* _What you have to do_: Give back each line of the listing below that contains the string "Self".

▼▼▼

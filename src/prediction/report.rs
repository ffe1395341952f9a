//! Human and JSON renderings of predictions, startup notices, and reference
//! tables.

use std::fmt::Write as _;
use std::path::Path;

use serde::Serialize;

use super::engine::PredictionResult;
use super::input::InputRecord;
use crate::core::errors::Result;
use crate::predictor::{LoadNotice, PredictorVariant, ResolvedPredictor};
use crate::reference::ReferenceData;

/// Sparkline glyph ramp for the trend line.
pub const SPARK_CHARS: [char; 8] = ['▁', '▂', '▃', '▄', '▅', '▆', '▇', '█'];

/// Render a sparkline scaled between the series minimum and maximum.
///
/// A flat series renders at mid height.
#[must_use]
#[allow(clippy::cast_possible_truncation, clippy::cast_sign_loss)]
pub fn sparkline(values: &[f64]) -> String {
    let min = values.iter().copied().fold(f64::INFINITY, f64::min);
    let max = values.iter().copied().fold(f64::NEG_INFINITY, f64::max);
    let span = max - min;
    values
        .iter()
        .map(|value| {
            let normalized = if span > 0.0 { (value - min) / span } else { 0.5 };
            let idx = (normalized.clamp(0.0, 1.0) * 7.0).round() as usize;
            SPARK_CHARS[idx.min(7)]
        })
        .collect()
}

/// Up to two decimals, trailing zeros dropped.
fn compact(value: f64) -> String {
    let text = format!("{value:.2}");
    let text = text.trim_end_matches('0').trim_end_matches('.');
    if text == "-0" {
        "0".to_string()
    } else {
        text.to_string()
    }
}

/// Startup banner for degraded modes; `None` when a model is active.
#[must_use]
pub fn format_notice(notice: &LoadNotice, artifact_path: &Path) -> Option<String> {
    if !notice.is_degraded() {
        return None;
    }
    let path = artifact_path.display();
    Some(match notice {
        LoadNotice::ModelLoadFailed { details } => format!(
            "Model found at {path} but could not be loaded - running in DEMO MODE. ({details})"
        ),
        _ => format!("No model found at {path} - running in DEMO MODE."),
    })
}

/// Result card, metric cards, and trend for terminal output.
#[must_use]
pub fn format_prediction(record: &InputRecord, result: &PredictionResult) -> String {
    let mut out = String::new();

    let _ = writeln!(out, "cyp prediction ({}):\n", result.variant.label());
    let _ = writeln!(
        out,
        "  Location:    {} / {}",
        record.state(),
        record.district()
    );
    let _ = writeln!(
        out,
        "  Crop:        {} ({}, {})",
        record.crop(),
        record.season(),
        record.crop_year()
    );
    let _ = writeln!(
        out,
        "  Conditions:  {} °C, {}% humidity, {}% soil moisture, {} units\n",
        compact(record.temperature()),
        compact(record.humidity()),
        compact(record.soil_moisture()),
        compact(record.area())
    );

    let _ = writeln!(
        out,
        "  Predicted Yield:   {:.3} per unit",
        result.yield_per_unit
    );
    let _ = writeln!(
        out,
        "  Total Production:  {:.2} units\n",
        result.total_production
    );

    let _ = writeln!(
        out,
        "  Temp Score:        {}%",
        compact(result.temperature_score)
    );
    let _ = writeln!(
        out,
        "  Moisture Index:    {}",
        compact(result.moisture_index)
    );
    let _ = writeln!(
        out,
        "  Humidity Factor:   {}\n",
        compact(result.humidity_factor)
    );

    let productions: Vec<f64> = result.trend_series.iter().map(|p| p.production).collect();
    let _ = writeln!(
        out,
        "  Estimated Production Trend  {}",
        sparkline(&productions)
    );
    for point in &result.trend_series {
        let _ = writeln!(out, "    {}  {:>12.2}", point.year, point.production);
    }

    out
}

/// Active predictor, how it was chosen, and where the artifact lives.
#[must_use]
pub fn format_status(resolved: &ResolvedPredictor) -> String {
    let mut out = String::new();
    let _ = writeln!(out, "cyp predictor status:\n");
    let _ = writeln!(out, "  Predictor:  {}", resolved.variant().label());
    let _ = writeln!(
        out,
        "  Artifact:   {}",
        resolved.artifact_path().display()
    );
    if let Some(fingerprint) = resolved.fingerprint() {
        let _ = writeln!(out, "  SHA-256:    {fingerprint}");
    }
    let state = match resolved.notice() {
        LoadNotice::ModelLoaded => "model loaded",
        LoadNotice::DemoMode => "demo mode (no artifact)",
        LoadNotice::ModelLoadFailed { .. } => "demo mode (model load failed)",
    };
    let _ = writeln!(out, "  State:      {state}");
    if let LoadNotice::ModelLoadFailed { details } = resolved.notice() {
        let _ = writeln!(out, "  Error:      {details}");
    }
    out
}

/// States (or one state's districts), seasons, and crops.
pub fn format_reference(reference: &ReferenceData, state: Option<&str>) -> Result<String> {
    let mut out = String::new();
    match state {
        Some(state) => {
            let _ = writeln!(out, "Districts of {state}:");
            for district in reference.districts_of(state)? {
                let _ = writeln!(out, "  {district}");
            }
        }
        None => {
            let _ = writeln!(out, "States:");
            for state in reference.states() {
                let count = reference.districts_of(state).map_or(0, <[String]>::len);
                let _ = writeln!(out, "  {state} ({count} districts)");
            }
        }
    }
    let _ = writeln!(out, "Seasons: {}", reference.valid_seasons().join(", "));
    let _ = writeln!(out, "Crops:   {}", reference.valid_crops().join(", "));
    Ok(out)
}

/// `--json` payload for `cyp predict`.
#[derive(Debug, Serialize)]
pub struct PredictionPayload<'a> {
    /// Always `"predict"`.
    pub command: &'static str,
    /// How the active predictor was chosen.
    pub notice: &'a LoadNotice,
    /// The validated request.
    pub input: &'a InputRecord,
    /// Yield, production, metrics, and trend.
    pub result: &'a PredictionResult,
}

/// `--json` payload for `cyp status`.
#[derive(Debug, Serialize)]
pub struct StatusPayload<'a> {
    /// Always `"status"`.
    pub command: &'static str,
    /// Active predictor.
    pub predictor: PredictorVariant,
    /// How it was chosen.
    pub notice: &'a LoadNotice,
    /// Where the model artifact was looked up.
    pub artifact_path: &'a Path,
    /// SHA-256 of the loaded artifact; absent in demo mode.
    pub fingerprint: Option<&'a str>,
}

impl<'a> StatusPayload<'a> {
    /// Snapshot of a resolved predictor.
    #[must_use]
    pub fn new(resolved: &'a ResolvedPredictor) -> Self {
        Self {
            command: "status",
            predictor: resolved.variant(),
            notice: resolved.notice(),
            artifact_path: resolved.artifact_path(),
            fingerprint: resolved.fingerprint(),
        }
    }
}

/// `--json` payload for `cyp reference`.
#[derive(Debug, Serialize)]
pub struct ReferencePayload<'a> {
    /// Always `"reference"`.
    pub command: &'static str,
    /// State asked about, if any.
    #[serde(skip_serializing_if = "Option::is_none")]
    pub state: Option<&'a str>,
    /// Districts of `state`, in display order.
    #[serde(skip_serializing_if = "Option::is_none")]
    pub districts: Option<&'a [String]>,
    /// All state names.
    pub states: Vec<&'a str>,
    /// Selectable seasons.
    pub seasons: &'a [String],
    /// Selectable crops.
    pub crops: &'a [String],
}

impl<'a> ReferencePayload<'a> {
    /// Fails with `UnknownState` when `state` is not in the tables.
    pub fn new(reference: &'a ReferenceData, state: Option<&'a str>) -> Result<Self> {
        let districts = state.map(|s| reference.districts_of(s)).transpose()?;
        Ok(Self {
            command: "reference",
            state,
            districts,
            states: reference.states().collect(),
            seasons: reference.valid_seasons(),
            crops: reference.valid_crops(),
        })
    }
}

/// `--json` payload for a failed command.
#[derive(Debug, Serialize)]
pub struct ErrorPayload<'a> {
    /// Subcommand that failed.
    pub command: &'a str,
    /// Stable `CYP-xxxx` code.
    pub code: &'static str,
    /// Full error message.
    pub error: String,
}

▲▲▲

* _Exercise solution_:
    pub fn new(resolved: &'a ResolvedPredictor) -> Self {
        Self {
    pub fn new(reference: &'a ReferenceData, state: Option<&'a str>) -> Result<Self> {
        Ok(Self {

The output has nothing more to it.